The servant est un film britannique de Joseph Losey de 1963.
Le film raconte comment un valet engagé chez un aristocrate qui vient d'emménager dans une maison londonienne le manipule, réussissant à inverser le rapport de force jusqu'à le détruire.


L'adaptation d'un roman de Maugham
The servant est la libre adaptation d'un roman de Robin Maugham. L'intrigue du roman était très différente de celle du film. L'intrigue se déroulait juste après la deuxième guerre mondiale.L'emprise du valet sur l'aristocrate était due au réseau du valet qui lui permettait d'alimenter son employeur, en alcool et en drogue, au marché noir en ces temps difficiles.
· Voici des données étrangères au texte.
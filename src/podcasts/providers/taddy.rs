//! Taddy GraphQL API provider.
//!
//! Taddy owns a deep podcast index with episode-level metadata. Requests are
//! authenticated with two static headers (`X-USER-ID`, `X-API-KEY`); there is
//! no token exchange and no client-side rate limiting.

use std::time::Duration;

use async_trait::async_trait;
use podvault_common::{ProviderError, ProviderKind};
use reqwest::StatusCode;
use serde::Deserialize;
use serde_json::json;
use tracing::{debug, error, info, warn};

use super::graphql::GraphQlResponse;
use crate::config::TaddyConfig;
use crate::podcasts::provider::{NormalizedPodcast, PodcastProvider, ProviderResult};

const MAX_LIMIT: usize = 25;

const SEARCH_QUERY: &str = r#"
query SearchPodcasts($term: String!, $limitPerPage: Int) {
  getPodcastSeries(name: $term, limitPerPage: $limitPerPage) {
    podcastSeries {
      uuid name description imageUrl rssUrl itunesId episodeCount language rating
      categories { name }
      author { name }
    }
  }
}
"#;

const LOOKUP_QUERY: &str = r#"
query GetPodcast($uuid: ID!) {
  getPodcastSeries(uuid: $uuid) {
    podcastSeries {
      uuid name description imageUrl rssUrl itunesId episodeCount language rating
      categories { name }
      author { name }
    }
  }
}
"#;

// ---------------------------------------------------------------------------
// Taddy response types (private)
// ---------------------------------------------------------------------------

#[derive(Debug, Deserialize)]
struct TaddyData {
    #[serde(rename = "getPodcastSeries")]
    get_podcast_series: Option<TaddySeriesList>,
}

#[derive(Debug, Deserialize)]
struct TaddySeriesList {
    #[serde(rename = "podcastSeries", default)]
    podcast_series: Option<Vec<TaddySeries>>,
}

#[derive(Debug, Deserialize)]
#[serde(rename_all = "camelCase")]
struct TaddySeries {
    uuid: Option<String>,
    name: Option<String>,
    description: Option<String>,
    image_url: Option<String>,
    rss_url: Option<String>,
    episode_count: Option<u32>,
    categories: Option<Vec<TaddyCategory>>,
    author: Option<TaddyAuthor>,
}

#[derive(Debug, Deserialize)]
struct TaddyCategory {
    name: Option<String>,
}

#[derive(Debug, Deserialize)]
struct TaddyAuthor {
    name: Option<String>,
}

impl TaddyData {
    fn into_series(self) -> Vec<TaddySeries> {
        self.get_podcast_series
            .and_then(|list| list.podcast_series)
            .unwrap_or_default()
    }
}

impl TaddySeries {
    fn into_podcast(self) -> NormalizedPodcast {
        let genre = self
            .categories
            .and_then(|cats| cats.into_iter().next())
            .and_then(|cat| cat.name)
            .unwrap_or_default();

        NormalizedPodcast {
            provider: ProviderKind::Taddy,
            remote_id: self.uuid.unwrap_or_default(),
            title: self.name.unwrap_or_default(),
            author: self.author.and_then(|a| a.name).unwrap_or_default(),
            description: self.description.unwrap_or_default(),
            cover_url: self.image_url.unwrap_or_default(),
            rss_feed: self.rss_url.unwrap_or_default(),
            genre,
            total_episodes: self.episode_count.unwrap_or(0),
            rating: None,
            credits: None,
            website: None,
        }
    }
}

// ---------------------------------------------------------------------------
// Provider implementation
// ---------------------------------------------------------------------------

/// Taddy podcast provider.
pub struct TaddyProvider {
    client: reqwest::Client,
    endpoint: String,
    api_key: String,
    user_id: String,
}

impl TaddyProvider {
    pub fn new(config: &TaddyConfig) -> Self {
        if config.api_key.is_empty() || config.user_id.is_empty() {
            warn!(provider = "taddy", "API key or user ID not set, requests may fail");
        }
        Self {
            client: super::http_client(Duration::from_secs(config.timeout_secs)),
            endpoint: config.endpoint.clone(),
            api_key: config.api_key.clone(),
            user_id: config.user_id.clone(),
        }
    }

    /// Execute a GraphQL request and return its `data` payload.
    async fn post(&self, payload: serde_json::Value) -> ProviderResult<TaddyData> {
        let resp = self
            .client
            .post(&self.endpoint)
            .header("X-USER-ID", &self.user_id)
            .header("X-API-KEY", &self.api_key)
            .json(&payload)
            .send()
            .await
            .map_err(|e| unavailable(format!("Taddy request failed: {e}")))?;

        if resp.status() == StatusCode::TOO_MANY_REQUESTS {
            return Err(ProviderError::rate_limited(
                ProviderKind::Taddy,
                "Taddy returned 429 Too Many Requests.",
            ));
        }
        if !resp.status().is_success() {
            return Err(unavailable(format!(
                "Taddy request failed with HTTP {}",
                resp.status()
            )));
        }

        let body: GraphQlResponse<TaddyData> = resp
            .json()
            .await
            .map_err(|e| unavailable(format!("Failed to parse Taddy response: {e}")))?;

        if let Some(message) = body.first_error() {
            error!(provider = "taddy", message = %message, "GraphQL error");
            return Err(unavailable(format!("Taddy GraphQL error: {message}")));
        }

        body.data
            .ok_or_else(|| unavailable("Taddy response carried no data".to_string()))
    }
}

fn unavailable(message: String) -> ProviderError {
    ProviderError::unavailable(ProviderKind::Taddy, message)
}

#[async_trait]
impl PodcastProvider for TaddyProvider {
    fn kind(&self) -> ProviderKind {
        ProviderKind::Taddy
    }

    async fn search(&self, query: &str, limit: usize) -> ProviderResult<Vec<NormalizedPodcast>> {
        debug!(query = %query, limit, "Taddy search");
        let payload = json!({
            "query": SEARCH_QUERY,
            "variables": {"term": query, "limitPerPage": limit.min(MAX_LIMIT)},
        });

        let series = self.post(payload).await?.into_series();
        info!(provider = "taddy", query = %query, count = series.len(), "Search complete");

        Ok(series.into_iter().map(TaddySeries::into_podcast).collect())
    }

    async fn get_by_id(&self, id: &str) -> ProviderResult<Option<NormalizedPodcast>> {
        let payload = json!({
            "query": LOOKUP_QUERY,
            "variables": {"uuid": id},
        });

        let found = self.post(payload).await?.into_series().into_iter().next();
        if found.is_none() {
            warn!(provider = "taddy", id = %id, "Lookup returned no results");
        }
        Ok(found.map(TaddySeries::into_podcast))
    }
}
//! Trait definition and types for podcast providers.
//!
//! This module defines the [`PodcastProvider`] trait that every upstream
//! backend (iTunes, Taddy, Podchaser) implements, along with the
//! provider-agnostic [`NormalizedPodcast`] record they all produce.

use async_trait::async_trait;
use podvault_common::{ProviderError, ProviderKind};
use serde::{Deserialize, Serialize};

/// Result alias for provider calls; every failure is a [`ProviderError`].
pub type ProviderResult<T> = std::result::Result<T, ProviderError>;

// ---------------------------------------------------------------------------
// Normalized record
// ---------------------------------------------------------------------------

/// The canonical, provider-agnostic podcast shape.
///
/// String fields may be empty but are always present. Optional fields are
/// serialized as `null` when unset, never omitted, so every serialized record
/// carries the full key set.
#[derive(Debug, Clone, PartialEq, Serialize, Deserialize)]
pub struct NormalizedPodcast {
    /// Provider that produced this record.
    pub provider: ProviderKind,
    /// Identifier within `provider`'s namespace (not globally unique).
    pub remote_id: String,
    pub title: String,
    pub author: String,
    pub description: String,
    pub cover_url: String,
    pub rss_feed: String,
    pub genre: String,
    pub total_episodes: u32,
    /// Average rating (0.0 - 5.0), populated by Podchaser hydration.
    pub rating: Option<f64>,
    /// `None` means "not hydrated yet"; an empty list means "hydrated, no credits".
    pub credits: Option<Vec<Credit>>,
    pub website: Option<String>,
}

impl NormalizedPodcast {
    /// Build a record with the required fields and every optional field unset.
    pub fn new(provider: ProviderKind, remote_id: impl Into<String>, title: impl Into<String>) -> Self {
        Self {
            provider,
            remote_id: remote_id.into(),
            title: title.into(),
            author: String::new(),
            description: String::new(),
            cover_url: String::new(),
            rss_feed: String::new(),
            genre: String::new(),
            total_episodes: 0,
            rating: None,
            credits: None,
            website: None,
        }
    }
}

// ---------------------------------------------------------------------------
// Credits
// ---------------------------------------------------------------------------

/// A person credited on a podcast (host, guest, producer...).
#[derive(Debug, Clone, PartialEq, Serialize, Deserialize)]
pub struct Credit {
    pub person: CreditPerson,
    /// Role title, e.g. "Host" or "Guest".
    pub role: String,
    /// Episode the credit applies to, when it is episode-scoped.
    pub episode: Option<CreditEpisode>,
}

#[derive(Debug, Clone, PartialEq, Serialize, Deserialize)]
pub struct CreditPerson {
    pub id: String,
    pub name: String,
    pub image: Option<String>,
}

#[derive(Debug, Clone, PartialEq, Serialize, Deserialize)]
pub struct CreditEpisode {
    pub id: String,
    pub title: String,
    pub air_date: Option<String>,
}

// ---------------------------------------------------------------------------
// Provider trait
// ---------------------------------------------------------------------------

/// Async trait that all podcast providers must implement.
///
/// Each provider wraps a single external API and maps its responses into
/// [`NormalizedPodcast`]. Transport, HTTP and GraphQL failures must be
/// translated into exactly one [`ProviderError`] kind before they leave the
/// provider.
///
/// Providers are shared behind an `Arc` across request and background tasks.
#[async_trait]
pub trait PodcastProvider: Send + Sync {
    /// Which provider this is.
    fn kind(&self) -> ProviderKind;

    /// Free-text search.
    ///
    /// Ordering is provider-defined. Zero matches is an empty list, not an
    /// error.
    async fn search(&self, query: &str, limit: usize) -> ProviderResult<Vec<NormalizedPodcast>>;

    /// Exact lookup by provider-scoped ID; `None` when the ID is unknown.
    async fn get_by_id(&self, id: &str) -> ProviderResult<Option<NormalizedPodcast>>;

    /// Credits for the podcast identified by `id`.
    ///
    /// Providers without a credits graph return an empty list.
    async fn get_credits(&self, _id: &str) -> ProviderResult<Vec<Credit>> {
        Ok(Vec::new())
    }
}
Il s'agissait d'un roman conservateur dont la conclusion pro-aristocratique et très britannique montrait que si les gens situés plus bas dans l'échelle sociale prenaient le pouvoir, l'Aristocratie était menacée. Il fallait donc que chacun reste à sa place.
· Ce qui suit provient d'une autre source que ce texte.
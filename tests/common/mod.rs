//! Shared test harness for integration tests.
//!
//! Provides [`TestHarness`] which starts one wiremock server per provider and
//! a [`Config`] pointing every provider at its mock. Catalogs built from the
//! harness run the real HTTP providers, cache and refresh queue.

#![allow(dead_code)]

use std::time::Duration;

use podvault::config::{
    CacheConfig, Config, ItunesConfig, PodchaserConfig, RefreshConfig, TaddyConfig,
};
use podvault::podcasts::PodcastCatalog;
use serde_json::{json, Value};
use wiremock::matchers::{body_string_contains, method, path, query_param};
use wiremock::{Mock, MockServer, ResponseTemplate};

pub struct TestHarness {
    pub itunes: MockServer,
    pub taddy: MockServer,
    pub podchaser: MockServer,
    pub config: Config,
}

impl TestHarness {
    pub async fn new() -> Self {
        let itunes = MockServer::start().await;
        let taddy = MockServer::start().await;
        let podchaser = MockServer::start().await;

        let config = Config {
            cache: CacheConfig {
                main_ttl_secs: 60,
                fresh_ttl_secs: 1,
                search_ttl_secs: 60,
                max_entries: 1_000,
            },
            itunes: ItunesConfig {
                search_url: format!("{}/search", itunes.uri()),
                lookup_url: format!("{}/lookup", itunes.uri()),
                backoff_base_ms: 1,
                timeout_secs: 5,
                ..ItunesConfig::default()
            },
            taddy: TaddyConfig {
                endpoint: taddy.uri(),
                api_key: "taddy-key".into(),
                user_id: "42".into(),
                timeout_secs: 5,
            },
            podchaser: PodchaserConfig {
                endpoint: podchaser.uri(),
                credentials: "pc-key:pc-secret".into(),
                timeout_secs: 5,
                ..PodchaserConfig::default()
            },
            refresh: RefreshConfig {
                detail_retry_delay_secs: 1,
                credits_retry_delay_secs: 1,
                pace_ms: 0,
                ..RefreshConfig::default()
            },
        };

        Self {
            itunes,
            taddy,
            podchaser,
            config,
        }
    }

    pub fn catalog(&self) -> PodcastCatalog {
        PodcastCatalog::from_config(&self.config)
    }

    /// iTunes answers every search with `items`.
    pub async fn mount_itunes_search(&self, items: Vec<Value>) {
        Mock::given(method("GET"))
            .and(path("/search"))
            .respond_with(ResponseTemplate::new(200).set_body_json(json!({
                "resultCount": items.len(),
                "results": items,
            })))
            .mount(&self.itunes)
            .await;
    }

    /// Podchaser hands out `tok` for every token exchange.
    pub async fn mount_podchaser_token(&self) {
        Mock::given(method("POST"))
            .and(body_string_contains("requestAccessToken"))
            .respond_with(ResponseTemplate::new(200).set_body_json(json!({
                "data": {"requestAccessToken": {
                    "access_token": "tok",
                    "token_type": "Bearer",
                    "expires_in": 31_536_000
                }}
            })))
            .mount(&self.podchaser)
            .await;
    }

    pub async fn mount_podchaser_search(&self, items: Vec<Value>) {
        Mock::given(method("POST"))
            .and(body_string_contains("SearchPodcasts"))
            .respond_with(ResponseTemplate::new(200).set_body_json(json!({
                "data": {"podcasts": {"data": items}}
            })))
            .mount(&self.podchaser)
            .await;
    }

    pub async fn mount_podchaser_credits(&self, credits: Vec<Value>) {
        Mock::given(method("POST"))
            .and(body_string_contains("GetCredits"))
            .respond_with(ResponseTemplate::new(200).set_body_json(json!({
                "data": {"podcast": {"credits": {"data": credits}}}
            })))
            .mount(&self.podchaser)
            .await;
    }

    /// Number of iTunes search requests carrying `term`.
    pub async fn itunes_requests_for(&self, term: &str) -> usize {
        self.itunes
            .received_requests()
            .await
            .unwrap_or_default()
            .iter()
            .filter(|req| req.url.query_pairs().any(|(k, v)| k == "term" && v == term))
            .count()
    }
}

pub fn itunes_item(id: u64, title: &str) -> Value {
    json!({
        "collectionId": id,
        "trackName": title,
        "artistName": "Vault Media",
        "artworkUrl600": "https://img.example.com/600.jpg",
        "feedUrl": format!("https://rss.example.com/{id}"),
        "primaryGenreName": "Technology",
        "trackCount": 55,
        "collectionViewUrl": format!("https://podcasts.apple.com/{id}")
    })
}

pub fn podchaser_item(id: &str, title: &str, rating: f64) -> Value {
    json!({
        "id": id,
        "title": title,
        "author": "Vault Media",
        "imageUrl": "https://img.example.com/pc.jpg",
        "rssUrl": "https://rss.example.com/pc",
        "rating": {"averageRating": rating, "reviewsCount": 10},
        "categories": {"data": [{"title": "Technology"}]},
        "podcastEpisodes": {"paginatorInfo": {"total": 55}}
    })
}

pub fn podchaser_credit(person: &str, role: &str) -> Value {
    json!({
        "person": {"id": person.to_lowercase(), "name": person, "imageUrl": null},
        "role": {"title": role},
        "episode": null
    })
}

/// Matcher for an iTunes search on `term`.
pub fn itunes_term(term: &str) -> wiremock::MockBuilder {
    Mock::given(method("GET"))
        .and(path("/search"))
        .and(query_param("term", term))
}

/// Poll `check` every 100ms for up to five seconds.
pub async fn eventually<F, Fut>(mut check: F) -> bool
where
    F: FnMut() -> Fut,
    Fut: std::future::Future<Output = bool>,
{
    for _ in 0..50 {
        if check().await {
            return true;
        }
        tokio::time::sleep(Duration::from_millis(100)).await;
    }
    false
}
Etude psychologique comparée
Scénarisé par Harold Pinter, le film est amputé de son aspect social. Il montre d'entrée les deux personnages principaux dans un rapport de verticalité qui anticipe déjà l'inversion du rapport de force. Hugo Barret débarque avec son "air de ne pas y toucher" dans une maison déserte. Il trouve Tony affalé et somnolent sur une banquette. Celui ci l'engage après un entretien bâclé. L'étude de caractères de Losey montre un Hugo Barret manipulateur, retors et qui sait se rendre indispensable alors que Tony est un aristo fainéant, mythomane, vaniteux et faible. Le film va dérouler implacablement "la toile d'araignée" tissée par Barret dans laquelle Tony va peu à peu s'engluer, cédant aux avances de Véra, la "fausse soeur" de Barret, une jolie femme paraissant simplette mais très "disponible", avant de sombrer dans l'alcool et la drogue.


Le film aborde des thématiques comme l'inversion des rapports de classe ou l'homosexualité.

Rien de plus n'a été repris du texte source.